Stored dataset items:

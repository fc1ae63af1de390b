//! Error taxonomy for the personal-build pipeline.
//!
//! Every stage-local failure aborts the run. Network operations are never
//! retried automatically; the polling loop is a designed repeat, not a
//! retry-on-error.

use std::io;
use std::path::PathBuf;
use std::time::Duration;

use crate::remote::api::{ChangeListId, ConfigurationId, TransportError};

/// Terminal failure of one personal-build run.
#[derive(Debug, thiserror::Error)]
pub enum RunError {
    /// A local path could not be canonicalized (broken symlink, missing
    /// parent directory, permission failure).
    #[error("cannot resolve local path \"{path}\"")]
    InvalidPath {
        path: PathBuf,
        #[source]
        source: io::Error,
    },

    /// A rule-file that the run needed was missing, unreadable, or
    /// malformed. Never silently ignored.
    #[error(transparent)]
    Rules(#[from] RuleError),

    /// The path specifications expanded to nothing.
    #[error("no files collected for the personal build")]
    NoFilesCollected,

    /// A `@listfile` entry itself pointed at another list-file; only one
    /// level of indirection is supported.
    #[error("list-file \"{list}\" refers to another list-file \"{entry}\"")]
    NestedListFile { list: PathBuf, entry: String },

    /// Files were collected but none of them resolved to a repository path.
    #[error("none of the {collected} collected file(s) map to a repository path")]
    NoMappableResources { collected: usize },

    /// Reading local content or writing the patch sink failed.
    #[error("patch assembly failed")]
    PatchIo(#[source] io::Error),

    /// The requested/applicable configuration intersection came up empty.
    #[error("no applicable build configurations for [{}]", requested.join(", "))]
    NoApplicableConfigurations { requested: Vec<String> },

    /// Patch upload failed; the run is aborted, nothing was scheduled.
    #[error("patch upload failed")]
    Upload(#[source] TransportError),

    /// Any other server call failed (configuration listing, compatibility
    /// query, status summary).
    #[error("server request failed")]
    Remote(#[from] TransportError),

    /// The server rejected one or more configurations in the schedule
    /// batch. Configurations that were accepted stay scheduled.
    #[error("scheduling failed for {} configuration(s): {}", failures.len(), format_failures(failures))]
    Schedule {
        failures: Vec<(ConfigurationId, String)>,
    },

    /// The server reported the personal build as failed.
    #[error("personal build for change {change_list} failed (server status: {status})")]
    BuildFailed {
        change_list: ChangeListId,
        status: String,
    },

    /// The server canceled the personal build.
    #[error("personal build for change {change_list} was canceled on the server")]
    BuildCanceled { change_list: ChangeListId },

    /// The build succeeded but the server decided the change must not be
    /// committed. Distinct from a build failure.
    #[error("personal build for change {change_list} succeeded but the change was rejected for commit")]
    BuildRejected { change_list: ChangeListId },

    /// No terminal state was observed within the polling bound.
    #[error("timed out after {:?} waiting for change {change_list}", bound)]
    Timeout {
        change_list: ChangeListId,
        bound: Duration,
    },

    /// The user interrupted the run on the client side.
    #[error("canceled by user")]
    CanceledByUser,
}

/// Rule-file loading failures. A malformed rule-file is always fatal to the
/// run that consulted it; there is no partial loading.
#[derive(Debug, thiserror::Error)]
pub enum RuleError {
    #[error("cannot read rule-file \"{file}\"")]
    Unreadable {
        file: PathBuf,
        #[source]
        source: io::Error,
    },

    #[error("rule-file \"{file}\" is empty")]
    Empty { file: PathBuf },

    #[error("rule-file \"{file}\" line {line}: expected \"path=repositoryPrefix\"")]
    Malformed { file: PathBuf, line: usize },

    #[error("rule-file \"{file}\" line {line}: scope root \"{root}\" cannot be resolved")]
    BadScopeRoot {
        file: PathBuf,
        line: usize,
        root: String,
        #[source]
        source: io::Error,
    },
}

fn format_failures(failures: &[(ConfigurationId, String)]) -> String {
    failures
        .iter()
        .map(|(id, reason)| format!("{id}: {reason}"))
        .collect::<Vec<_>>()
        .join("; ")
}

INSTRUCTIONS TO FOLLOW
Nothing but a number is wanted: report how many lines in the entries above contain the string "Duration".

RESULT
2